METHODS: We conducted a cross-sectional observational descriptive study by retrospectively analyzing medical records of patients with diaphyseal tibial fractures that were treated with plates from the period between June 2011 and June 2014 at San José and Susana López Hospitals in the city of Popayan, Colombia. 3 treatment groups were created and analyzed according to the type of fracture (Association Osteosynthesis/Osteosynthesis Trauma Association AO/OTA): group I: simple fractures 42A/B, absolute stability; group II: simple fractures 42A/B, Minimally Invasive Plate Osteosynthesis (MIPO) technique, relative stability; group III: multifragmentary fractures 42C, MIPO technique, relative stability. A descriptive analysis of patients, fracture consolidation time, and complications in each group were performed.
RESULTS: 45 patients with tibial fractures treated with osteosynthesis plates were analyzed. Group I: 14 patients, 42A (n=13) and 42B (n=1), had an average consolidation time of 16.38 (SD=1.98) and 14 weeks, respectively. In group II: 19 patients, out of which 18 achieved fracture consolidation (42A n=15 and 42B n=3) with an average time of 17.4 (SD=3.33) and 17.3 weeks (SD=6.11), respectively. Finally, in group III: 12 patients all with 42C fractures with a consolidation time of 16.86 (SD=2.93) weeks. The average fracture consolidation time for all 44 patients was 16.86 weeks (SD 2.93).
CONCLUSIONS: Osteosynthesis plates are an alternative to intramedullary nailing for diaphyseal tibial fractures and their outcomes can be favorable as long as the management of soft tissues and the proper principle of stability are taken into account. LEVEL OF EVIDENCE: IV.

Entities:  

Keywords:  Plates; internal fixation; tibial fractures

Year:  2017        PMID: 29766076      PMCID: PMC5877889          DOI: 10.1136/tsaco-2016-000029

Source DB:  PubMed          Journal:  Trauma Surg Acute Care Open        ISSN: 2397-5776


Introduction

From the beginning of the modern era of osteosynthesis, fixation plates constituted the first choice for surgical treatment of fractures of the tibial shaft.1 2 With the advent of intramedullary nailing and due to postoperative problems associated with fixation plates, which are essentially due to two factors, very broad approaches were adopted to expose the area of the surgery thus lacking coverage of soft tissues of the tibia, leading to infection.

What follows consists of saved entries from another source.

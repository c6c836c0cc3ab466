use serde_json::Value;

use crate::profile::path::read;

/// Loose truthiness: `null`, `false`, zero, and empty strings, arrays and
/// objects are all "not present".
pub fn is_truthy(value: &Value) -> bool {
    match value {
        Value::Null => false,
        Value::Bool(b) => *b,
        Value::Number(n) => n.as_f64().map_or(true, |f| f != 0.0),
        Value::String(s) => !s.is_empty(),
        Value::Array(a) => !a.is_empty(),
        Value::Object(o) => !o.is_empty(),
    }
}

/// Renders a resolved value as plain text for a canonical position field.
pub fn to_text(value: &Value) -> String {
    match value {
        Value::Null => String::new(),
        Value::String(s) => s.clone(),
        other => other.to_string(),
    }
}

/// Returns the first truthy value found under `aliases`, tried in order.
/// Alias order is a priority contract: the earliest alias wins.
pub fn resolve_field<'a>(record: &'a Value, aliases: &[&str]) -> Option<&'a Value> {
    aliases
        .iter()
        .filter_map(|alias| read(record, &[*alias]))
        .find(|value| is_truthy(value))
}

/// [`resolve_field`] rendered as text, or `default` when no alias matched.
pub fn resolve_text(record: &Value, aliases: &[&str], default: &str) -> String {
    resolve_field(record, aliases)
        .map(to_text)
        .unwrap_or_else(|| default.to_string())
}

#[cfg(test)]
mod tests {
    use super::*;
    use serde_json::json;

    #[test]
    fn test_truthiness() {
        let falsy_values = [
            json!(null),
            json!(false),
            json!(0),
            json!(0.0),
            json!(""),
            json!([]),
            json!({}),
        ];
        for falsy in falsy_values {
            assert!(!is_truthy(&falsy), "{falsy} should be falsy");
        }
        let truthy_values = [
            json!(true),
            json!(1),
            json!(-2.5),
            json!("x"),
            json!([0]),
            json!({"a": null}),
        ];
        for truthy in truthy_values {
            assert!(is_truthy(&truthy), "{truthy} should be truthy");
        }
    }

    #[test]
    fn test_to_text() {
        assert_eq!(to_text(&json!("Acme")), "Acme");
        assert_eq!(to_text(&json!(null)), "");
        assert_eq!(to_text(&json!(2020)), "2020");
        assert_eq!(to_text(&json!(true)), "true");
        assert_eq!(to_text(&json!({"name": "Acme"})), r#"{"name":"Acme"}"#);
    }

    #[test]
    fn test_first_alias_wins() {
        let record = json!({"role": "C", "position": "B", "title": "A"});
        assert_eq!(resolve_text(&record, &["title", "position", "role"], "?"), "A");
        assert_eq!(resolve_text(&record, &["position", "title"], "?"), "B");
    }

    #[test]
    fn test_falsy_alias_is_skipped() {
        let record = json!({"title": "", "position": null, "role": "Designer"});
        assert_eq!(
            resolve_text(&record, &["title", "position", "role"], "Unknown Title"),
            "Designer"
        );
    }

    #[test]
    fn test_default_when_no_alias_matches() {
        let record = json!({"unrelated": "value"});
        assert_eq!(
            resolve_text(&record, &["title", "role"], "Unknown Title"),
            "Unknown Title"
        );
        assert_eq!(resolve_field(&record, &["title"]), None);
    }

    #[test]
    fn test_non_object_record_yields_default() {
        assert_eq!(resolve_text(&json!([1, 2]), &["title"], "fallback"), "fallback");
        assert_eq!(resolve_text(&json!(null), &["title"], ""), "");
    }

    #[test]
    fn test_numeric_field_is_stringified() {
        let record = json!({"start_date": 2019});
        assert_eq!(resolve_text(&record, &["start_date"], ""), "2019");
    }
}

Hence, there was a non-consolidation in the affected zone; the use of plates for the management of diaphyseal tibial fractures went into a secondary role and were relegated to epiphysial, proximal and distal metaphyseal tibial fractures.3–7 However, given our better understanding of fixation principles, the importance of soft tissue management and the availability of new plate designs, osteosynthesis plates have become a viable option for diaphyseal tibial fractures once again.4–6 8 The aim of this study is to present treatment outcomes of osteosynthesis plates in diaphyseal tibial fractures according to the characteristics of the fracture type, fixation principle, and the careful management of soft tissue.

Ethical considerations

Approval by the Ethics Committee (Internal Review Board) was obtained prior to the start of the study.

Methods

A cross-sectional descriptive observational study was conducted by retrospectively analyzing medical records of patients with diaphyseal tibial fractures who were treated surgically by osteosynthesis plates during the period June 2011 to June 2014 at the San José University Hospital (HUSJ) and Susana López de Valencia Hospital (HSLV) in the city of Popayan, Colombia. We developed a data collection tool in which variables such as age, sex, mechanism of trauma, the Association Osteosynthesis/Osteosynthesis Trauma Association (AO/OTA) Classification of Fractures and Dislocations, type of fracture (open or closed), time of fixing after admission, plate type, length, number of screws used, consolidation time, complications, and early fracture stabilization times were recorded. Patients with diaphyseal tibial fractures were grouped according to AO/OTA classification.9 10 Also, depending on the condition of the tissue found in open fractures they were further grouped according to the Gustillo-Anderson classification system.11 Groups were made according to the type of fracture AO/OTA and the defined principle of stability: group I: simple fractures 42A/B, open or closed reduction, absolute stability; group II: simple fracture 42A/B, closed reduction, Minimally Invasive Plate Osteosynthesis (MIPO) technique, relative stability; group III: multifragmentary fractures 42C, closed reduction MIPO technique, relative stability. The first author participated in all surgical procedures and radiographic follow-ups were performed every 4 weeks. A fracture was considered consolidated when a bone bridge was observed in one of the corticals in the anteroposterior and lateral projections and when the patient could bear weight without pain. Simple fractures were considered consolidated when the fracture was not visible by radiography. Also, we defined consolidation as normal when it occurred within the first 6 months. It was considered delayed consolidation between 6 and 9 months and pseudoarthrosis if it occurred longer than 9 months.

Surgical technique

All patients underwent surgery under conduction anesthesia and received prophylactic antibiotic treatment with first-generation cephalosporin for 24 hours. No tourniquets were used during the procedure. In order to achieve fracture reduction based on fracture characteristics and required stability (absolute or relative) we used: external fixators, femoral retractor and Shanz screws or percutaneous clamps. Fracture reduction maneuvering or alignment was performed under close image intensifier monitoring (figure 1).
Figure 1

Fracture reduction with absolute stabilization MIPO technique. (A) Closed reduction with percutaneous pinning of the fracture. (B) Absolute stability of the fracture. (C) Bone healing. MIPO, Minimally Invasive Plate Osteosynthesis.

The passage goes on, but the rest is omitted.